On October 24, 2018, President Trump signed the “Substance Use Disorder Prevention that Promotes Opioid Recovery and Treatment for Patients and Communities Act” or the “SUPPORT for Patients and Communities Act” (the “SUPPORT Act”) into law (See, “Congress Passes ‘SUPPORT for Patients and Communities Act’ – A Rare Example of Bi-Partisanship” Sheppard Mullin Healthcare Law Blog, October 12, 2018). The SUPPORT Act is wide-ranging legislation comprised of over 120 separate bills aimed at combatting the opioid crisis and impacting every corner of the healthcare continuum.

Providers, who are seen as the front line in the treatment and prevention of opioid abuse, should be aware of the changes this law brings and how such changes may affect their federal healthcare compliance obligations.

In this blog article, we are focusing on Section 8122 of “Eliminating Kickbacks in Recovery Act of 2018” (“Eliminating Kickbacks in Recovery Act”) (See, 18 U.S.C. §220), – one of the Support Act’s constituent bills. More specifically, we are focusing on the impact that the Eliminating Kickbacks in Recovery Act has on physician-owned laboratories.

Eliminating Kickbacks in Recovery Act; Recovery Kickback Prohibition

The Eliminating Kickbacks in Recovery Act, one of the SUPPORT Act’s constituent bills, makes it a federal crime to receive or offer “[i]llegal remunerations for referrals to recovery homes, clinical treatment facilities, and laboratories” (the “Recovery Kickback Prohibition”). Violation of the Referral Kickback Prohibition is punishable by a fine of no more than $200,000 and imprisonment of not more than 10 years for each occurrence.

While providers may be familiar with similar prohibitions in the Federal Anti-Kickback Statute (42 U.S.C. 1320a-7b(b) (the “Federal AKS”), the Recovery Kickback Prohibition is very different than the Federal AKS prohibitions.

Closing the Gap. In an effort to close the “gap” Congress felt was left by the Federal AKS, the Recovery Kickback Provision was created to reach these patient brokering arrangements, including those involving laboratories, that would otherwise fall outside the scope of the AKS. The new prohibition therefore does not preempt the Federal AKS or state laws.

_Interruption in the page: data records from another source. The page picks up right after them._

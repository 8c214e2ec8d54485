//! Handles all user-facing output for the CLI.
//!
//! Frames, help and `inspect` listings go through an [`OutputSink`]; the banner
//! and notices are colorized here with `termcolor`.

use std::io::{self, Write};

use termcolor::{Color, ColorChoice, ColorSpec, StandardStream, WriteColor};

use crate::atoms::OutputSink;

// ============================================================================
// OUTPUT SINKS: OutputBuffer and StdoutSink implementations
// ============================================================================

/// OutputBuffer: collects output into a String for testing or programmatic capture.
pub struct OutputBuffer {
    pub buffer: String,
    pub screen_clears: usize,
}

impl OutputBuffer {
    pub fn new() -> Self {
        Self {
            buffer: String::new(),
            screen_clears: 0,
        }
    }
    pub fn as_str(&self) -> &str {
        &self.buffer
    }
}

impl Default for OutputBuffer {
    fn default() -> Self {
        Self::new()
    }
}

impl OutputSink for OutputBuffer {
    fn emit(&mut self, text: &str) {
        if !self.buffer.is_empty() {
            self.buffer.push('\n');
        }
        self.buffer.push_str(text);
    }

    fn clear_screen(&mut self) {
        self.screen_clears += 1;
    }
}

/// StdoutSink: writes output to stdout for CLI and REPL use.
pub struct StdoutSink;

impl OutputSink for StdoutSink {
    fn emit(&mut self, text: &str) {
        println!("{}", text);
    }

    fn clear_screen(&mut self) {
        print!("\x1B[2J\x1B[1;1H");
        let _ = io::stdout().flush();
    }
}

// ============================================================================
// CORE OUTPUT FUNCTIONS: User-facing CLI output utilities
// ============================================================================

/// Prints the REPL greeting in bold green.
pub fn print_banner() {
    let mut stdout = StandardStream::stdout(ColorChoice::Auto);
    let _ = stdout.set_color(ColorSpec::new().set_fg(Some(Color::Green)).set_bold(true));
    println!("Turtille v{}", env!("CARGO_PKG_VERSION"));
    let _ = stdout.reset();
}

/// Prints a short hint in yellow.
pub fn print_notice(text: &str) {
    let mut stdout = StandardStream::stdout(ColorChoice::Auto);
    let _ = stdout.set_color(ColorSpec::new().set_fg(Some(Color::Yellow)));
    println!("{}", text);
    let _ = stdout.reset();
}
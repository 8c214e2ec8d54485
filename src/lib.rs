pub use crate::errors::{ErrorCategory, Result, TurtilleError};
pub use crate::runtime::{Interpreter, InterpreterBuilder, InterpreterConfig};

pub mod ast;
pub mod atoms;
pub mod cli;
pub mod errors;
pub mod pen;
pub mod repl;
pub mod runtime;
pub mod syntax;
//! Defines the command-line arguments for the Turtille CLI.
//!
//! This module uses the `clap` crate with its "derive" feature to create a
//! declarative and type-safe argument parsing structure.

use clap::Parser;
use std::path::PathBuf;

use crate::runtime::{frame_delay, InterpreterConfig, DEFAULT_FPS, DEFAULT_STORE};

/// The main CLI argument structure.
///
/// Without `--run` or a file, Turtille starts the interactive REPL.
#[derive(Debug, Parser)]
#[command(
    name = "turtille",
    version,
    about = "Turtille: draw turtle graphics in the terminal with a tiny command language."
)]
pub struct TurtilleArgs {
    /// Turtille program code; several words are joined with spaces.
    #[arg(short = 'c', long = "run", value_name = "PROGRAM", num_args = 1..)]
    pub run: Vec<String>,

    /// A Turtille code file to run.
    #[arg(value_name = "TURFILE")]
    pub file: Option<PathBuf>,

    /// Print the turtle frame on exit.
    #[arg(short, long)]
    pub print: bool,

    /// Enable debug logs.
    #[arg(long)]
    pub debug: bool,

    /// Where `save` and `load` go without a path.
    #[arg(long, value_name = "PATH", default_value = DEFAULT_STORE)]
    pub store: PathBuf,

    /// Do not load the store at startup.
    #[arg(long)]
    pub no_load: bool,

    /// Animation frames per second (0 for no delay).
    #[arg(long, default_value_t = DEFAULT_FPS)]
    pub fps: u32,
}

impl TurtilleArgs {
    pub fn config(&self) -> InterpreterConfig {
        InterpreterConfig {
            store: self.store.clone(),
            frame_delay: frame_delay(self.fps),
            load_store: !self.no_load,
        }
    }
}
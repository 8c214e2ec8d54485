//! The Turtille Command-Line Interface.
//!
//! Sets up logging and the Ctrl-C handler, builds the interpreter from the
//! arguments, then runs `--run` code, a file, or the REPL.

use std::{fs, path::Path, process};

use clap::Parser;
use log::{warn, LevelFilter};

use crate::{
    atoms::SharedOutput,
    cli::{args::TurtilleArgs, output::StdoutSink},
    errors::{print_error, Result, TurtilleError},
    pen::Turtle,
    repl,
    runtime::{interrupt::INTERRUPTED, Interpreter, InterpreterBuilder, Interrupt},
};

pub mod args;
pub mod output;

/// The main entry point for the CLI.
pub fn run() {
    let args = TurtilleArgs::parse();
    init_logging(args.debug);

    if let Err(e) = execute(&args) {
        print_error(e);
        process::exit(1);
    }
}

/// Installs `pretty_env_logger` at INFO, or DEBUG with `--debug`. `RUST_LOG` filters win.
fn init_logging(debug: bool) {
    let mut builder = pretty_env_logger::formatted_builder();
    builder.filter_level(if debug {
        LevelFilter::Debug
    } else {
        LevelFilter::Info
    });
    if let Ok(filters) = std::env::var("RUST_LOG") {
        builder.parse_filters(&filters);
    }
    let _ = builder.try_init();
}

fn install_interrupt_handler(interrupt: &Interrupt) {
    let flag = interrupt.clone();
    if let Err(e) = ctrlc::set_handler(move || flag.trigger()) {
        warn!("cannot trap Ctrl-C, running programs will only stop when done: {e}");
    }
}

/// Runs one session. Only startup problems are errors here; statement errors are
/// reported and the session goes on.
fn execute(args: &TurtilleArgs) -> Result<()> {
    let interrupt = Interrupt::new();
    install_interrupt_handler(&interrupt);

    let mut vm = InterpreterBuilder::from_config(&args.config(), interrupt)
        .pen(Turtle::new())
        .output(SharedOutput::new(StdoutSink))
        .build()?;

    if !args.run.is_empty() {
        run_program_text(&mut vm, &args.run.join(" "));
    } else if let Some(file) = &args.file {
        run_file(&mut vm, file)?;
    } else {
        repl::run_repl(&mut vm);
    }

    if args.print {
        let frame = vm.frame();
        vm.emit(&frame);
    }
    Ok(())
}

fn run_program_text(vm: &mut Interpreter, text: &str) {
    let result = vm.run_named(text, "<run>");
    report(vm, result);
}

/// Registers every definition in the file, then runs its other commands in order.
fn run_file(vm: &mut Interpreter, path: &Path) -> Result<()> {
    let text = fs::read_to_string(path).map_err(|source| TurtilleError::Io {
        operation: "read",
        path: path.to_path_buf(),
        source,
    })?;
    let program = vm.load_source(&text, &path.display().to_string());
    let result = vm.execute(&program);
    report(vm, result);
    Ok(())
}

fn report(vm: &Interpreter, result: Result<()>) {
    match result {
        Ok(()) => {}
        Err(e) if e.is_stop() => {}
        Err(e) if e.is_interrupt() => {
            vm.interrupt().take();
            vm.emit(INTERRUPTED);
        }
        Err(e) => print_error(e),
    }
}
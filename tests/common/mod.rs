//! Shared helpers: a pen that records every call and an interpreter wired to it.
#![allow(dead_code)]

use std::{cell::RefCell, rc::Rc};

use turtille::{
    atoms::SharedOutput,
    cli::output::OutputBuffer,
    pen::Pen,
    runtime::{Interpreter, InterpreterBuilder},
};

#[derive(Debug, Clone, PartialEq)]
pub enum PenCall {
    Forward(f64),
    Back(f64),
    Left(f64),
    Right(f64),
    Up,
    Down,
    MoveTo(f64, f64),
    Clear,
    Reset,
    Render,
}

pub type CallLog = Rc<RefCell<Vec<PenCall>>>;

/// Records calls into a log the test keeps a handle to. An optional hook runs after
/// every recorded call.
pub struct RecordingPen {
    pub calls: CallLog,
    pub hook: Option<Box<dyn Fn(&[PenCall])>>,
}

impl RecordingPen {
    pub fn new(calls: CallLog) -> Self {
        Self { calls, hook: None }
    }

    pub fn with_hook(calls: CallLog, hook: impl Fn(&[PenCall]) + 'static) -> Self {
        Self {
            calls,
            hook: Some(Box::new(hook)),
        }
    }

    fn record(&self, call: PenCall) {
        self.calls.borrow_mut().push(call);
        if let Some(hook) = &self.hook {
            hook(&self.calls.borrow());
        }
    }
}

impl Pen for RecordingPen {
    fn forward(&mut self, step: f64) {
        self.record(PenCall::Forward(step));
    }
    fn back(&mut self, step: f64) {
        self.record(PenCall::Back(step));
    }
    fn left(&mut self, angle: f64) {
        self.record(PenCall::Left(angle));
    }
    fn right(&mut self, angle: f64) {
        self.record(PenCall::Right(angle));
    }
    fn up(&mut self) {
        self.record(PenCall::Up);
    }
    fn down(&mut self) {
        self.record(PenCall::Down);
    }
    fn move_to(&mut self, x: f64, y: f64) {
        self.record(PenCall::MoveTo(x, y));
    }
    fn clear(&mut self) {
        self.record(PenCall::Clear);
    }
    fn reset(&mut self) {
        self.record(PenCall::Reset);
    }
    fn render_frame(&self) -> String {
        self.record(PenCall::Render);
        "<frame>".to_string()
    }
}

pub struct Session {
    pub vm: Interpreter,
    pub calls: CallLog,
    pub output: Rc<RefCell<OutputBuffer>>,
}

impl Session {
    /// Drawing calls only; frame renders are left out.
    pub fn drawn(&self) -> Vec<PenCall> {
        self.calls
            .borrow()
            .iter()
            .filter(|c| **c != PenCall::Render)
            .cloned()
            .collect()
    }

    pub fn clear_calls(&self) {
        self.calls.borrow_mut().clear();
    }

    pub fn printed(&self) -> String {
        self.output.borrow().as_str().to_string()
    }
}

/// A session on top of `builder`, with a recording pen and a buffered output.
pub fn session_with(builder: InterpreterBuilder) -> Session {
    let calls: CallLog = Rc::new(RefCell::new(Vec::new()));
    let output = Rc::new(RefCell::new(OutputBuffer::new()));
    let vm = builder
        .pen(RecordingPen::new(calls.clone()))
        .output(SharedOutput::from_shared(output.clone()))
        .build()
        .unwrap();
    Session { vm, calls, output }
}

pub fn session() -> Session {
    session_with(Interpreter::builder())
}
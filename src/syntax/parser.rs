//! Turtille Parser
//!
//! Runs the pest grammar over a single line and hands the parse tree to the
//! [`AstBuilder`]. Grammar failures become [`TurtilleError::Syntax`] with the
//! unparsable fragment labelled in the source line.

use pest::{
    error::{Error, InputLocation},
    Parser,
};
use pest_derive::Parser;

use crate::{
    ast::{builder::AstBuilder, Statement},
    errors::{Result, SourceContext, TurtilleError},
};

#[derive(Parser)]
#[grammar = "syntax/grammar.pest"]
pub(crate) struct TurtilleParser;

// ============================================================================
// PUBLIC API
// ============================================================================

/// Parses multi-line source into statements, stopping at the first bad line.
///
/// Lines are named `<source_name>:<line>` in diagnostics.
pub fn parse(text: &str, source_name: &str) -> Result<Vec<Statement>> {
    let mut statements = Vec::new();
    for (index, line) in text.lines().enumerate() {
        if line.trim().is_empty() {
            continue;
        }
        let name = format!("{source_name}:{}", index + 1);
        if let Some(statement) = parse_line(line, &name)? {
            statements.push(statement);
        }
    }
    Ok(statements)
}

/// Parses one line. Blank lines yield `None`.
pub fn parse_line(line: &str, source_name: &str) -> Result<Option<Statement>> {
    let line = line.trim_end_matches(['\r', '\n']);
    if line.trim().is_empty() {
        return Ok(None);
    }
    let source = SourceContext::new(source_name, line);
    let mut pairs = TurtilleParser::parse(Rule::line, line)
        .map_err(|e| convert_parse_error(e, &source))?;
    match pairs.next() {
        Some(pair) => AstBuilder::new(&source).build_line(pair),
        None => Ok(None),
    }
}

// ============================================================================
// ERROR CONVERSION
// ============================================================================

fn convert_parse_error(error: Error<Rule>, source: &SourceContext) -> TurtilleError {
    let (start, end) = match error.location {
        InputLocation::Pos(pos) => (pos, pos),
        InputLocation::Span(span) => span,
    };
    let error = error.renamed_rules(describe_rule);
    let help = error.variant.message().into_owned();
    source.syntax_error(start..end, Some(help))
}

fn describe_rule(rule: &Rule) -> String {
    match rule {
        Rule::EOI => "end of line",
        Rule::definition => "a definition",
        Rule::run | Rule::command | Rule::call => "a command",
        Rule::comment => "a comment",
        Rule::postfix_repeat => "'* count'",
        Rule::repeat | Rule::kw_repeat => "'repeat'",
        Rule::animate | Rule::kw_animate => "'animate'",
        Rule::times => "'count * command'",
        Rule::movement | Rule::movement_kw => "forward/back/left/right",
        Rule::goto | Rule::goto_kw => "move/goto",
        Rule::block => "'[ ... ]'",
        Rule::name => "a command name",
        Rule::text => "quoted text",
        Rule::expr | Rule::term | Rule::factor | Rule::negated | Rule::number => "a number",
        Rule::add_op | Rule::mul_op => "an operator",
        other => return format!("{other:?}"),
    }
    .to_string()
}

Only Applies to Certain Entities. The Recovery Kickback Prohibition, unlike the Federal AKS, only applies to certain entities (i.e., recovery homes, clinical treatment facilities, and laboratories), and is a direct response to Congressional concern over “patient brokering,” a practice employed by some recovery homes and treatment facilities where third parties, known as “body brokers” in the rehabilitation and recovery arena,[1] recruit patients for homes/facilities in exchange for kickbacks from the home/facility that received the body broker’s referral. The recipient home/facility would then receive money for the treatment of the referred patients through health insurance reimbursements.

All Payors. As referenced above, whereas the Federal AKS applies only to referral of patients who are covered by a “Federal Health Care Program,”[2] the Eliminating Kickbacks in Recovery Act extends its prohibitions to any and all health care benefit programs – defined by the Federal Criminal Code as “any public or private plan or contract, affecting commerce, under which any medical benefit, item, or service is provided to any individual, and includes any individual or entity who is providing a medical benefit, item, or service for which payment may be made under the plan or contract.” 18 U.S. Code § 24(b). In effect, the federal government can now police strictly private market arrangements for conflicts of interest (i.e., between private providers and commercial insurers).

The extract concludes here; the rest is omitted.